Soprano Mary Dunleavy will make her Glimmerglass Opera debut as Violetta Valery, the celebrated but consumptive courtesan of the Parisian demimonde who’s given a second chance to die loved, in Jonathan Miller’s mounting of Verdi’s “La Traviata” Saturday night at the Alice Busch Opera Theater in Cooperstown, N.Y.

The Glimmerglass Opera production is the last of the five major productions—two new and three revivals--of the much-loved, much-performed opera that will have been staged in the United States and the United Kingdom since May.

It’s been a dizzying, dazzling few weeks.

And historic.

To recap, in late May, Russian soprano Marina Poplavskaya sang Violetta in the Los Angeles Opera’s revival of Marta Domingo’s 1999 period “La Traviata,” with Elizabeth Futral singing Violetta for three performances.

In June, Russian soprano Anna Netrebko sang Violetta, the first time she’s sung the role in the U.S., at the San Francisco Opera in the Marta Domingo Jazz Age-set production that premiered at L.A. Opera in 2006 with Futral as Violetta. Netrebko made her entrance stepping from a 1929 Buick, an image evoking a Tamara de Lempicka painting.

After appearing in the Domingo period production in Los Angeles, Futral jetted to San Francisco to complete, with Ailyn Perez, San Francisco Opera’s “La Traviata” run.

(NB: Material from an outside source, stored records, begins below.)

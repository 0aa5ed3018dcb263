//! Fixed role instructions for each pipeline stage.
//!
//! These are static configuration: one instruction per use case, paired with
//! a per-stage model id by `llm::stages`. The instruction text is the only
//! thing that distinguishes the stages at the gateway level.

/// Normalize raw extracted document text into structured Markdown.
pub const STRUCTURING: &str = "\
You are a documentation normalizer. You receive raw text extracted from a \
design document. Reorganize it into clean, well-structured Markdown: restore \
heading hierarchy, rebuild tables, and preserve every requirement, \
identifier, and numeric value exactly. Output only the structured Markdown.";

/// Extract test perspectives from a structured design document.
pub const EXTRACT_TEST_PERSPECTIVES: &str = "\
You are a senior QA engineer. From the design document provided, enumerate \
the test perspectives needed to verify it: functional behavior, boundary \
values, error paths, and state transitions. Output a Markdown list grouped \
by feature, with a short rationale per perspective.";

/// Generate a test specification, coarse granularity.
pub const CREATE_TEST_SPEC_SIMPLE: &str = "\
You are a senior QA engineer. Using the design document and the test \
perspectives provided, write a test specification as a Markdown table with \
columns: ID, Feature, Test Case, Procedure, Expected Result. Keep one row \
per perspective; do not expand into exhaustive input combinations.";

/// Generate a test specification, fine granularity.
pub const CREATE_TEST_SPEC_DETAILED: &str = "\
You are a senior QA engineer. Using the design document and the test \
perspectives provided, write an exhaustive test specification as a Markdown \
table with columns: ID, Feature, Test Case, Preconditions, Procedure, \
Expected Result. Expand each perspective into concrete cases covering \
boundary values and error paths.";

/// Describe the differences between two versions of a design document.
pub const DIFF_DETECTION: &str = "\
You are a documentation analyst. You receive an old and a new version of a \
design document. Describe every meaningful difference: added, removed, and \
changed requirements, renamed items, and altered values. Output a Markdown \
list; ignore purely cosmetic formatting changes.";

/// Extract test perspectives with prior-version differences in scope.
pub const EXTRACT_TEST_PERSPECTIVES_WITH_DIFF: &str = "\
You are a senior QA engineer. You receive a design document and a list of \
differences from its previous version. Enumerate the test perspectives for \
the document, marking the perspectives that cover changed behavior so \
regression focus is explicit. Output a Markdown list grouped by feature.";

/// Generate a test specification aware of prior-version context.
pub const CREATE_TEST_SPEC_WITH_DIFF: &str = "\
You are a senior QA engineer. You receive a design document, test \
perspectives, a list of differences from the previous version, and the \
previous test specification. Write an updated test specification as a \
Markdown table with columns: ID, Feature, Test Case, Procedure, Expected \
Result. Reuse unchanged cases from the previous specification and add or \
revise cases for the changed behavior.";
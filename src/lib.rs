//! specforge - turns design documents into generated test specifications.
//!
//! The pipeline runs a sequence of inference-service calls per job:
//! structuring, test-perspective extraction, and specification generation
//! (plus diff detection and diff-aware variants for incremental runs). A
//! resilient invocation gateway bounds retries under throttling, and a
//! durable progress tracker lets an independent poller observe each job's
//! status under its job id, including after completion or failure. The
//! result of a successful run is a single zip bundle of five named
//! artifacts.
//!
//! specforge can be used two ways:
//! - **CLI**: `specforge generate design.md --granularity detailed`
//! - **Library**: build a [`Pipeline`] over a [`StageClient`] (and any
//!   [`LlmBackend`] implementation) and call [`Pipeline::generate`] or
//!   [`Pipeline::generate_diff`].

pub mod cli;
pub mod config;
pub mod convert;
pub mod error;
pub mod llm;
pub mod logging;
pub mod pipeline;
pub mod progress;
pub mod prompts;

pub use config::{DEFAULT_MAX_ATTEMPTS, GatewayConfig, StageModels};
pub use convert::{
    ConvertProgress, DocumentConverter, MarkdownConverter, SourceDocument, SpecRenderer,
    TableRenderer,
};
pub use error::{GatewayError, LlmError, PipelineError};
pub use llm::{Gateway, Granularity, LlmBackend, LlmInvocation, LlmResult, StageClient, UsageInfo, throttle_backoff};
pub use pipeline::Pipeline;
pub use progress::{ProgressRecord, ProgressStage, ProgressTracker};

Also in June, in the U.K., Renee Fleming performed Violetta in the Royal Opera House’s revival of Richard Eyre’s 1994 production.

ROH had revived the production with Anna Netrebko just last year, but this time Eyre was on hand to direct it for the first time since he had staged it 15 years earlier. The June 30 performance of the opera was beamed into cinemas across Europe.

Then, on July 3, French soprano Natalie Dessay made her role debut as Violetta in Santa Fe Opera’s new Laurent Pelly-directed “La Traviata.”

Now that operagoers have had a few days to catch their breath, clarity may return with Miller’s new production at Glimmerglass Opera, where audiences will get the opportunity to see Dunleavy’s Violetta, her signature role, for a 14-performance run that begins Saturday night.

Dunleavy is a versatile soprano equally praised for her strong acting, emphasized, as just one of many examples, in the Dallas Opera’s staging of Offenbach’s phantasmagorical “Les Contes d’Hoffmann” in 2005.

Olin Chism, who reviewed the production for the Dallas Morning News, observed that “the opera has plenty of juicy parts, but the Dallas Opera’s version cuts down on the number of needed soloists.”

He was referring to the opera’s four heroine soprano roles—Stella, the opera singer; Olympia, the whirring mechanical doll, creation of the eccentric scientist Spalanzani; Antonia, who has inherited her famous opera singer mother’s lovely pipes but also, tragically, has a weak heart that may well burst if she attempts to emulate her mother’s success; and Giulietta, the cold-hearted Venetian courtesan.

Many opera companies engage different singers for the four soprano roles for their productions of “Les Contes d’Hoffmann,” so it’s completely understandable if one should happen to think this is how the roles should be performed—four soprano parts, four sopranos.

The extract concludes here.